OK, I'll admit it. I never heard of this play until the other night when I strolled over to Austin Gardens to see Oak Park Festival Theater's latest production, The Fair Maid of the West. It's a breathtakingly energetic show brimming with pirates and shipwrecks and duels. Oh my! This obscure Renaissance adventure/comedy is chock full of love and laughter. And it's a whole lot of fun.
Longtime Festival favorite Kevin Theis has condensed and adapted several plays by Thomas Heywood (1574-1641), a contemporary of Shakespeare's (but without the poetry). Heywood was apparently quite popular in his day, writing over 200 plays, but few of them seem to have survived. Theis is also the director, conveying a larger-than-life feeling with his terrific ensemble.
We immediately meet Bess Brudges, the chaste and true barmaid of the title, played by Amanda Forman. She's a young woman of common birth yet she's valiant, a fearless protagonist. As a longtime movie buff, I could not help but wish that back in bygone films with stars like Errol Flynn and Tyrone Power, Hollywood studios had been more adventuresome and cast female leads such as this in their swashbucklers. Forman is perfect in the role.
Zach Livingston solidly plays a gentleman soldier, a gallant, good-looking sea captain named Spencer. Bess and Spencer quickly declare their love, but he is abruptly forced to flee the country.

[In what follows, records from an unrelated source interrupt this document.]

//! Coins module - catalog models, catalog joins, view assembly and the coin service.

mod catalog_joiner;
mod coin_type;
mod coins_model;
mod coins_service;
mod coins_traits;
mod view_assembler;

#[cfg(test)]
mod coins_model_tests;


// Re-export the public interface
pub use catalog_joiner::{
    compose, compose_optional, CatalogFailurePolicy, CatalogJoiner, JoinOutcome,
};
pub use coin_type::CoinType;
pub use coins_model::{
    Coin, CoinCategory, CoinPrice, DefiMarketInfo, FullCoin, MarketInfo, MarketInfoOverview,
    MarketTicker, Platform, PlatformCoin,
};
pub use coins_service::{CoinService, CoinServiceConfig};
pub use coins_traits::{
    CoinCategoryRepositoryTrait, CoinRepositoryTrait, CoinServiceTrait, ExchangeRepositoryTrait,
};
pub use view_assembler::{
    assemble_overview, assemble_tickers, link_table, performance_table, resolve_categories,
};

She hears about the apparent death of her fiancé and goes off to try to look into this bad news.
Spencer's loyal best friend is nicely portrayed by Debo Galogun. Bobby Bowman is hilarious as a wisecracking comic bartender. Aaron Christensen plays a brave rogue named Roughman who pursues Bess.

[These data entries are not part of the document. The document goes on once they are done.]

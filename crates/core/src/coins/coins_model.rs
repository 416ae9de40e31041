//! Domain models for the coin catalog and the composite market views.

use std::collections::BTreeMap;

use chrono::NaiveDate;
use rust_decimal::Decimal;
use serde::{Deserialize, Serialize};

use coinkit_market_data::{
    CoinCategoryResponse, CoinPriceResponse, DefiMarketInfoResponse, FullCoinResponse, LinkType,
    MarketInfoRaw, TimePeriod,
};

use super::coin_type::CoinType;

/// Catalog coin record.
#[derive(Debug, Clone, PartialEq, Eq, Serialize, Deserialize)]
#[serde(rename_all = "camelCase")]
pub struct Coin {
    pub uid: String,
    pub name: String,
    pub code: String,
    pub market_cap_rank: Option<i32>,
    /// Id of the coin at the secondary (ticker) provider.
    pub coingecko_id: Option<String>,
}

#[derive(Debug, Clone, PartialEq, Eq, Serialize, Deserialize)]
#[serde(rename_all = "camelCase")]
pub struct Platform {
    pub coin_type: CoinType,
    pub decimals: i32,
    pub coin_uid: String,
}

/// A catalog entry: the coin plus every platform it is issued on.
#[derive(Debug, Clone, PartialEq, Eq, Serialize, Deserialize)]
#[serde(rename_all = "camelCase")]
pub struct FullCoin {
    pub coin: Coin,
    pub platforms: Vec<Platform>,
}

impl FullCoin {
    pub fn uid(&self) -> &str {
        &self.coin.uid
    }
}

/// A single platform of a coin, paired with the coin itself.
#[derive(Debug, Clone, PartialEq, Eq, Serialize, Deserialize)]
#[serde(rename_all = "camelCase")]
pub struct PlatformCoin {
    pub platform: Platform,
    pub coin: Coin,
}

impl PlatformCoin {
    pub fn coin_type(&self) -> &CoinType {
        &self.platform.coin_type
    }
}

impl From<FullCoinResponse> for FullCoin {
    fn from(response: FullCoinResponse) -> Self {
        let platforms = response
            .platforms
            .iter()
            .map(|raw| Platform {
                coin_type: CoinType::from_platform_lossless(raw),
                decimals: raw.decimals.unwrap_or_default(),
                coin_uid: response.uid.clone(),
            })
            .collect();

        FullCoin {
            coin: Coin {
                uid: response.uid,
                name: response.name,
                code: response.code,
                market_cap_rank: response.market_cap_rank,
                coingecko_id: response.coingecko_id.filter(|id| !id.is_empty()),
            },
            platforms,
        }
    }
}

/// Composite of a catalog entry and its market snapshot.
#[derive(Debug, Clone, PartialEq, Eq, Serialize, Deserialize)]
#[serde(rename_all = "camelCase")]
pub struct MarketInfo {
    pub full_coin: FullCoin,
    pub price: Option<Decimal>,
    pub price_change_24h: Option<Decimal>,
    pub market_cap: Option<Decimal>,
    pub market_cap_rank: Option<i32>,
    pub total_volume: Option<Decimal>,
}

impl MarketInfo {
    /// Builds the composite, or `None` when the halves describe different coins.
    pub fn try_new(raw: MarketInfoRaw, full_coin: FullCoin) -> Option<Self> {
        if raw.uid != full_coin.coin.uid {
            return None;
        }
        Some(Self {
            full_coin,
            price: raw.price,
            price_change_24h: raw.price_change_24h,
            market_cap: raw.market_cap,
            market_cap_rank: raw.market_cap_rank,
            total_volume: raw.total_volume,
        })
    }
}

/// DeFi protocol row, left-joined with the catalog.
#[derive(Debug, Clone, PartialEq, Eq, Serialize, Deserialize)]
#[serde(rename_all = "camelCase")]
pub struct DefiMarketInfo {
    pub full_coin: Option<FullCoin>,
    pub name: String,
    pub logo_url: String,
    pub tvl: Option<Decimal>,
    pub tvl_rank: i32,
    pub tvl_change_1d: Option<Decimal>,
    pub tvl_change_1w: Option<Decimal>,
    pub tvl_change_1m: Option<Decimal>,
    pub chains: Vec<String>,
    pub chain_tvls: BTreeMap<String, Decimal>,
}

impl DefiMarketInfo {
    pub fn new(raw: DefiMarketInfoResponse, full_coin: Option<FullCoin>) -> Self {
        Self {
            full_coin,
            name: raw.name,
            logo_url: raw.logo,
            tvl: raw.tvl,
            tvl_rank: raw.tvl_rank,
            tvl_change_1d: raw.tvl_change_1d,
            tvl_change_1w: raw.tvl_change_1w,
            tvl_change_1m: raw.tvl_change_1m,
            chains: raw.chains,
            chain_tvls: raw
                .chain_tvls
                .into_iter()
                .filter_map(|(chain, tvl)| tvl.map(|tvl| (chain, tvl)))
                .collect(),
        }
    }
}

#[derive(Debug, Clone, PartialEq, Eq, Serialize, Deserialize)]
#[serde(rename_all = "camelCase")]
pub struct CoinPrice {
    pub coin_uid: String,
    pub currency_code: String,
    pub value: Decimal,
    pub diff: Option<Decimal>,
    pub timestamp: Option<i64>,
}

impl CoinPrice {
    /// `None` when the provider sent no price.
    pub fn from_response(response: CoinPriceResponse, currency_code: &str) -> Option<Self> {
        let value = response.price?;
        Some(Self {
            coin_uid: response.uid,
            currency_code: currency_code.to_uppercase(),
            value,
            diff: response.price_change_24h,
            timestamp: response.last_updated,
        })
    }
}

/// Category display record from the category collaborator.
#[derive(Debug, Clone, PartialEq, Eq, Serialize, Deserialize)]
#[serde(rename_all = "camelCase")]
pub struct CoinCategory {
    pub uid: String,
    pub name: String,
    /// Description per language code.
    pub description: BTreeMap<String, String>,
    pub order: i32,
}

impl From<CoinCategoryResponse> for CoinCategory {
    fn from(response: CoinCategoryResponse) -> Self {
        CoinCategory {
            uid: response.uid,
            name: response.name,
            description: response
                .description
                .into_iter()
                .filter_map(|(language, text)| text.map(|text| (language, text)))
                .collect(),
            order: response.order.unwrap_or(i32::MAX),
        }
    }
}

/// Detailed coin overview.
///
/// `performance` and `links` are sparse: codes outside the closed
/// vocabularies and absent values never appear as keys.
#[derive(Debug, Clone, PartialEq, Eq, Serialize, Deserialize)]
#[serde(rename_all = "camelCase")]
pub struct MarketInfoOverview {
    pub market_cap: Option<Decimal>,
    pub market_cap_rank: Option<i32>,
    pub total_supply: Option<Decimal>,
    pub circulating_supply: Option<Decimal>,
    pub volume_24h: Option<Decimal>,
    pub diluted_market_cap: Option<Decimal>,
    pub tvl: Option<Decimal>,
    pub performance: BTreeMap<String, BTreeMap<TimePeriod, Decimal>>,
    pub genesis_date: Option<NaiveDate>,
    pub categories: Vec<CoinCategory>,
    pub description: String,
    pub platforms: Vec<CoinType>,
    pub links: BTreeMap<LinkType, String>,
}

/// Exchange ticker for a coin.
#[derive(Debug, Clone, PartialEq, Eq, Serialize, Deserialize)]
#[serde(rename_all = "camelCase")]
pub struct MarketTicker {
    pub base: String,
    pub target: String,
    pub market_name: String,
    pub market_image_url: Option<String>,
    pub rate: Decimal,
    pub volume: Option<Decimal>,
}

The show seems to grow more delightfully ridiculous, frequently slipping into slapstick as it barrels along. There is definitely not a lot of heavy thematic material to ponder. It's just a thrilling, fast-moving romp with lots of comic relief.
Festival's artistic director, Jack Hickey, plays several delightful roles, including a Spanish sea captain. But he is uproariously funny as Mullisheg, King of Fez, wearing a wonderful costume designed by Emily McConnell that looks like it's right out of "The Arabian Nights." He even wears those crazy "sultan shoes" with the curled up toes and a large, overstuffed shiny turban.

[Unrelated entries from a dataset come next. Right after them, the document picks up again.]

use std::sync::atomic::{AtomicU64, Ordering};
use std::sync::{Arc, RwLock, Weak};

use log::debug;
use tokio::sync::broadcast;

const DEFAULT_CHANNEL_CAPACITY: usize = 16;

/// Events published on the broadcast side of the notifier.
#[derive(Debug, Clone, Copy, PartialEq, Eq)]
pub enum CatalogEvent {
    /// The coin catalog was replaced or extended.
    FullCoinsUpdated,
}

type Callback = Arc<dyn Fn() + Send + Sync>;

struct Registry {
    next_id: AtomicU64,
    callbacks: RwLock<Vec<(u64, Callback)>>,
}

impl Registry {
    fn remove(&self, id: u64) -> bool {
        let mut callbacks = self
            .callbacks
            .write()
            .unwrap_or_else(|poisoned| poisoned.into_inner());
        let before = callbacks.len();
        callbacks.retain(|(existing, _)| *existing != id);
        callbacks.len() != before
    }

    fn contains(&self, id: u64) -> bool {
        self.callbacks
            .read()
            .unwrap_or_else(|poisoned| poisoned.into_inner())
            .iter()
            .any(|(existing, _)| *existing == id)
    }
}

/// Fan-out of "catalog refreshed" signals.
///
/// Cloning shares the same subscriber set.
#[derive(Clone)]
pub struct CatalogChangeNotifier {
    registry: Arc<Registry>,
    sender: broadcast::Sender<CatalogEvent>,
}

impl Default for CatalogChangeNotifier {
    fn default() -> Self {
        Self::new()
    }
}

impl CatalogChangeNotifier {
    pub fn new() -> Self {
        Self::with_capacity(DEFAULT_CHANNEL_CAPACITY)
    }

    pub fn with_capacity(capacity: usize) -> Self {
        let (sender, _receiver) = broadcast::channel(capacity);
        Self {
            registry: Arc::new(Registry {
                next_id: AtomicU64::new(0),
                callbacks: RwLock::new(Vec::new()),
            }),
            sender,
        }
    }

    /// Registers a callback run synchronously on every refresh.
    ///
    /// The callback stays registered until the returned handle is dropped
    /// or [`Subscription::unsubscribe`] is called.
    #[must_use = "dropping the subscription unregisters the callback"]
    pub fn subscribe<F>(&self, callback: F) -> Subscription
    where
        F: Fn() + Send + Sync + 'static,
    {
        let id = self.registry.next_id.fetch_add(1, Ordering::Relaxed);
        self.registry
            .callbacks
            .write()
            .unwrap_or_else(|poisoned| poisoned.into_inner())
            .push((id, Arc::new(callback)));

        Subscription {
            id,
            registry: Arc::downgrade(&self.registry),
        }
    }

    /// Receiver for async consumers. Lagging receivers miss events.
    pub fn listen(&self) -> broadcast::Receiver<CatalogEvent> {
        self.sender.subscribe()
    }

    /// Runs every registered callback, then publishes on the broadcast channel.
    ///
    /// Callbacks run outside the registry lock, so a callback may subscribe
    /// or unsubscribe without deadlocking. A callback unsubscribed by an
    /// earlier callback in the same round is not called. Callbacks
    /// subscribed during the round are first called on the next one.
    pub fn notify_refreshed(&self) {
        let callbacks: Vec<(u64, Callback)> = self
            .registry
            .callbacks
            .read()
            .unwrap_or_else(|poisoned| poisoned.into_inner())
            .iter()
            .map(|(id, callback)| (*id, Arc::clone(callback)))
            .collect();

        debug!("Notifying {} catalog subscribers", callbacks.len());
        for (id, callback) in callbacks {
            if self.registry.contains(id) {
                callback();
            }
        }

        // No receivers is fine.
        let _ = self.sender.send(CatalogEvent::FullCoinsUpdated);
    }

    pub fn subscriber_count(&self) -> usize {
        self.registry
            .callbacks
            .read()
            .unwrap_or_else(|poisoned| poisoned.into_inner())
            .len()
    }
}

/// Handle for a registered callback.
pub struct Subscription {
    id: u64,
    registry: Weak<Registry>,
}

impl Subscription {
    pub fn unsubscribe(self) {
        drop(self);
    }
}

impl Drop for Subscription {
    fn drop(&mut self) {
        if let Some(registry) = self.registry.upgrade() {
            registry.remove(self.id);
        }
    }
}

impl std::fmt::Debug for Subscription {
    fn fmt(&self, f: &mut std::fmt::Formatter<'_>) -> std::fmt::Result {
        f.debug_struct("Subscription").field("id", &self.id).finish()
    }
}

Mark Lancaster is thoroughly enjoyable in several roles, each causing laughter to erupt. He is like a brash master of ceremonies in an old-time burlesque revue.
At several points in the show, audience participation is encouraged. Actors hand out prop muffins (made of foam rubber) to be hurled at characters on stage. At a later point small flags on sticks are distributed for vigorous waving.
There are lots of sight gags and visual tricks. When a number of the actors are "on deck" at sea they simultaneously lean to their left, then their right, to denote the rough water the ship has encountered.
Exciting fights abound in this production — from brief duels to large-scale melees that seem to feature the entire company. The choreographer is Geoff Coates. Fight captains are Kate Booth and Bill Gordon. The combat ensemble also features Ken Miller and Bryan Wakefield.
Christopher Kris contributed both original music and the overall sound design. At times the music punctuates the action or swells dramatically, as in the old Hollywood swashbucklers.
The set design, so flexible that it conveys everything from a throne room to the deck of a ship, is designed by Michael Lasswell. Stage manager is Robert W. Behr.
The play is accessible and quite suitable for teenagers.
The Fair Maid of the West, a long-forgotten work written in several sections early in the 17th century, makes a perfectly delightful second production for Oak Park Festival Theatre's 44th season. Lovely Austin Gardens is the perfect setting for this enjoyable romp.
Showtimes are Thursdays through Saturdays at 8 p.m., Sundays at 7 p.m., plus Wednesday, Aug. 30 at 8 p.m., through Sept. 2; $30, general admission; $25, seniors; $15, students; children under 12, and dogs, free. Austin Gardens is located at 167 Forest Avenue, Oak Park. Box office: 708-445-4440, oakparkfestival.com.